▶ **What the task asks**: Pick out each line of the records in which the word "default" appears.

▶ **Recorded information**:
^^^^^^^^^^^^^^^^
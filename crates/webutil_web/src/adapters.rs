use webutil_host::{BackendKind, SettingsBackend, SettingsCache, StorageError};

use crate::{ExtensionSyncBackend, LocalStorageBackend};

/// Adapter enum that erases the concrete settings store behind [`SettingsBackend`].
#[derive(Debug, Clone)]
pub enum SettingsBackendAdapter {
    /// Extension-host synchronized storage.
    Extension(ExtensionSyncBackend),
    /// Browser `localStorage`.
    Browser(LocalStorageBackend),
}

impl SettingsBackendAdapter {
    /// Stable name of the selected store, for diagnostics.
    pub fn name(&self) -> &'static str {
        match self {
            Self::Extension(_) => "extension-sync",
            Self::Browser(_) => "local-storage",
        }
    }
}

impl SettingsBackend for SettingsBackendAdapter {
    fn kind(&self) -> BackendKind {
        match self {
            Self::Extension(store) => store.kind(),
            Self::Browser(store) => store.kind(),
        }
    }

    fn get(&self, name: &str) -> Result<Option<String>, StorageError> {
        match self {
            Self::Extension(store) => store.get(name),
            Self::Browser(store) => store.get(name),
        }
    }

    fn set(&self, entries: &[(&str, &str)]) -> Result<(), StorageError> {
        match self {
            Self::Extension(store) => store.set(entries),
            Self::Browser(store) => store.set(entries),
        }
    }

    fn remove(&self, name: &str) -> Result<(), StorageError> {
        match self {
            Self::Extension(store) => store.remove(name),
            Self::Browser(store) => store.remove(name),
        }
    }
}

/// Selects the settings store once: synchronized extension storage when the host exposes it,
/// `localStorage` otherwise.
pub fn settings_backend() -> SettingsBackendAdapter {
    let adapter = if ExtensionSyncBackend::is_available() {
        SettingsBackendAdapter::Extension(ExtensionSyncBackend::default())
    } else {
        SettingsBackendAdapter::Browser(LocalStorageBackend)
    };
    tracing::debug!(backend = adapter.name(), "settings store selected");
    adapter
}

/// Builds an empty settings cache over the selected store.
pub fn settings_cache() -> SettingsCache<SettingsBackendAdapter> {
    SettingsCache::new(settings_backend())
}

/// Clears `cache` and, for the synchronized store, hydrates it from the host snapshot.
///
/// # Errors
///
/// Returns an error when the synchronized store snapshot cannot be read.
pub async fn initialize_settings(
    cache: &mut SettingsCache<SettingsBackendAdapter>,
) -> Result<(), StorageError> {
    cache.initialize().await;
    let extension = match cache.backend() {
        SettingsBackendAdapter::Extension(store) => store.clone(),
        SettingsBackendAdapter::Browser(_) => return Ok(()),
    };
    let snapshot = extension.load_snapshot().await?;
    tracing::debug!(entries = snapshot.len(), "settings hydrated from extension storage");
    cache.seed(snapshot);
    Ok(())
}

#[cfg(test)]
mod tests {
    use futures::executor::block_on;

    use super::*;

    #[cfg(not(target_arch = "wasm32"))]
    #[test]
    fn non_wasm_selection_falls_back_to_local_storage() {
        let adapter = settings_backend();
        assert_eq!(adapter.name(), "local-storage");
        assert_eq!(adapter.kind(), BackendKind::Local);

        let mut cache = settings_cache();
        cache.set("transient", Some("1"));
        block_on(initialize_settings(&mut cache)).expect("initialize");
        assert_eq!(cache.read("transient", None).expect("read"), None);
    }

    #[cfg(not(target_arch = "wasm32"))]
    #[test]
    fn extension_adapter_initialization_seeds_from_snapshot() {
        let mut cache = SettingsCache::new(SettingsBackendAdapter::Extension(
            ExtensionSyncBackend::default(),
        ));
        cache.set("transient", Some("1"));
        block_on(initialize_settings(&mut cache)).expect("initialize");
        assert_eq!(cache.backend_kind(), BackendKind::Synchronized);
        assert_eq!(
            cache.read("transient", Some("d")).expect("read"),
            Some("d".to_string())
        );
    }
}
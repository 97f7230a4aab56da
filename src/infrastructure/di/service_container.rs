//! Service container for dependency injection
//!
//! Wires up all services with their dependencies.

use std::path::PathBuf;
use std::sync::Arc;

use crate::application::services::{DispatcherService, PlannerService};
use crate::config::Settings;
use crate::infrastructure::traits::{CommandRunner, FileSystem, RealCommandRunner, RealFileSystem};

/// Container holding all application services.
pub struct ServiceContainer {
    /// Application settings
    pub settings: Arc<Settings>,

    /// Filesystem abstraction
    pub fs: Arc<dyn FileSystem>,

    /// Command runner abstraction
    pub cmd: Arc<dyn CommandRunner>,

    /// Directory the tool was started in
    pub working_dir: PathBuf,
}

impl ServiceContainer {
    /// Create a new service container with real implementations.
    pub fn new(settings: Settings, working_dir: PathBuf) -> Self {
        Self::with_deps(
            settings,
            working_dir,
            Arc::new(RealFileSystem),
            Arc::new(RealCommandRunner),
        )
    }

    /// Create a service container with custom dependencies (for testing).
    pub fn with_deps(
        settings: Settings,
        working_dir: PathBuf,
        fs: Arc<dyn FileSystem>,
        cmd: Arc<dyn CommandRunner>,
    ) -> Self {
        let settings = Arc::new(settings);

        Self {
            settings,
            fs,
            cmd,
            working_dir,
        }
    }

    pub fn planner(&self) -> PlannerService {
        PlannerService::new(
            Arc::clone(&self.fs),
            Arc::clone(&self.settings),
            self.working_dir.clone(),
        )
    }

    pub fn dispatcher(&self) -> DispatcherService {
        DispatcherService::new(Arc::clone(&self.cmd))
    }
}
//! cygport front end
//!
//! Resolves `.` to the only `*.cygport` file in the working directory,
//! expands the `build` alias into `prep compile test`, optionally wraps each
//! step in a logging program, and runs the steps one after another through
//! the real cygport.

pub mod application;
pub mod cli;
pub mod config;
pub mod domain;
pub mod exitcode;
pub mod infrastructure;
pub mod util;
^^^^^^^^^^^^^^^^
▶ **Reply to the task**:
        SettingsBackendAdapter::Extension(ExtensionSyncBackend::default())
            ExtensionSyncBackend::default(),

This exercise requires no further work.